Career 2.0 (A Fish Story)

For those who don’t know, I am leaving EarthLink as part of its corporate restructuring announced in August. My last “official” day is at the end of the month. I’m entering a new phase I’m calling – Career 2.0 – to reflect my focus on social media. Whether I finally wind up working at another corporation, with an agency, or for myself, I know social media will be an integral part of my job.


As a sign of the times, I have created a new Facebook group called “Career 2.0“. I invite others to share their career 2.0 observations with others in this group. From the ridiculous to the sublime, I hope this forum will be a collective diary on a micro level of how we are adjusting or radically altering our career paths to embrace web 2.0. For another perspective, check out the career path of Jeremy Owyang who just started a new job with Forrester.  Feel free to post questions, provide answers or offer comments and suggestions.

I began my the next phase of my career 2.0 journey speaking to a classroom of undergraduate economic students at Georgia Tech here in Atlanta. A professor there generously set aside some time for me to address the topic of career reinvention.

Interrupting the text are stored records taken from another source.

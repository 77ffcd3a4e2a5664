//! Structured logging setup
//!
//! Initializes a `tracing` subscriber with console or JSON output. `RUST_LOG`
//! directives apply to other targets; this crate always logs at the
//! configured level.
//!
//! # Example
//!
//! ```no_run
//! use mapstruct_plugin::util::logging::{init_logging, LoggingConfig};
//!
//! init_logging(LoggingConfig::from_env());
//! tracing::info!("Adding {} dependencies", "MapStruct");
//! ```

use std::env;
use std::sync::Once;
use tracing::Level;
use tracing_subscriber::filter::Directive;
use tracing_subscriber::{fmt, layer::SubscriberExt, util::SubscriberInitExt, EnvFilter};

static INIT: Once = Once::new();

const CRATE_TARGET: &str = "mapstruct_plugin";

pub const LOG_JSON_VAR: &str = "MAPSTRUCT_PLUGIN_LOG_JSON";

#[derive(Debug, Clone)]
pub struct LoggingConfig {
    pub level: Level,

    /// Use JSON output format
    pub use_json: bool,

    /// Include the module target (e.g., mapstruct_plugin::plugin) in logs
    pub include_target: bool,
}

impl Default for LoggingConfig {
    fn default() -> Self {
        Self {
            level: Level::INFO,
            use_json: false,
            include_target: false,
        }
    }
}

impl LoggingConfig {
    pub fn with_level(level: Level) -> Self {
        Self {
            level,
            ..Default::default()
        }
    }

    /// Reads `MAPSTRUCT_PLUGIN_LOG_LEVEL` and `MAPSTRUCT_PLUGIN_LOG_JSON`
    pub fn from_env() -> Self {
        let level = env::var(crate::config::LOG_LEVEL_VAR)
            .map(|level_str| parse_level(&level_str))
            .unwrap_or(Level::INFO);

        let use_json = env::var(LOG_JSON_VAR)
            .ok()
            .and_then(|v| v.parse::<bool>().ok())
            .unwrap_or(false);

        Self {
            level,
            use_json,
            ..Default::default()
        }
    }
}

/// `RUST_LOG` directives plus this crate at `level`
fn build_filter(level: Level) -> EnvFilter {
    let filter = EnvFilter::from_default_env();
    match format!("{}={}", CRATE_TARGET, level).parse::<Directive>() {
        Ok(directive) => filter.add_directive(directive),
        Err(_) => filter,
    }
}

/// Parses a log level, falling back to INFO on anything unrecognised.
///
/// ```
/// use mapstruct_plugin::util::logging::parse_level;
/// use tracing::Level;
///
/// assert_eq!(parse_level("debug"), Level::DEBUG);
/// assert_eq!(parse_level("invalid"), Level::INFO);
/// ```
pub fn parse_level(level_str: &str) -> Level {
    match level_str.to_lowercase().as_str() {
        "trace" => Level::TRACE,
        "debug" => Level::DEBUG,
        "info" => Level::INFO,
        "warn" => Level::WARN,
        "error" => Level::ERROR,
        _ => {
            eprintln!(
                "Invalid log level '{}', defaulting to INFO. Valid levels: trace, debug, info, warn, error",
                level_str
            );
            Level::INFO
        }
    }
}

/// Installs the global subscriber. Only the first call has an effect.
pub fn init_logging(config: LoggingConfig) {
    INIT.call_once(|| {
        let filter = build_filter(config.level);

        if config.use_json {
            tracing_subscriber::registry()
                .with(filter)
                .with(
                    fmt::layer()
                        .json()
                        .with_target(config.include_target)
                        .with_writer(std::io::stderr),
                )
                .init();
        } else {
            tracing_subscriber::registry()
                .with(filter)
                .with(
                    fmt::layer()
                        .with_target(config.include_target)
                        .with_writer(std::io::stderr),
                )
                .init();
        }
    });
}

One thing I quickly realized, 40-something may be the new 30, but standing before a bunch of college kids, I am still very much on the plus side of 40.

Undaunted, I started with two stats from a terrific video Shift Happens from Karl Fisch.

1. Former Secretary of Education Richard Riley has said that the top 10 ten jobs that will be in demand in 2010 didn’t exist in 2004. That means that students are preparing for jobs that don’t exist using technologies that haven’t been invented in order to solve problems that no one yet knows are even problems.

2. It is believed that the amount of technical information doubles every 2 years. Half of the technical skills students start learning as a freshman will be outdated by their junior year.

Depending on your perspective, the video is either sobering or exciting, describing a world that is both threatening and promising.

Now career reinvention may be an odd topic for classroom of students who are still working out the invention part. Selfishly, I wanted to learn from a generation more wired into MySpace than “Lost in Space,” who barely know what dial-up access is and who prefer texting to talking.

I handed out a survey to get a sense of how they use they web — from what sites they visit to how often they are online. The answers aren’t that surprising, but I did discover one thing. To them, technology just is. They don’t think about how their Internet habits are fundamentally transforming the way we market, advertise, and communicate. We talk about their expectations and assumptions; they don’t. We post blogs, write thoughtful white papers, conduct and speak on panels about the the power they are wielding; they just want to stay connected to friends and share their experiences online.

Now the Fish Story

To illustrate this point, I turn to a passage from David Foster Wallace’s monumental novel Infinite Jest.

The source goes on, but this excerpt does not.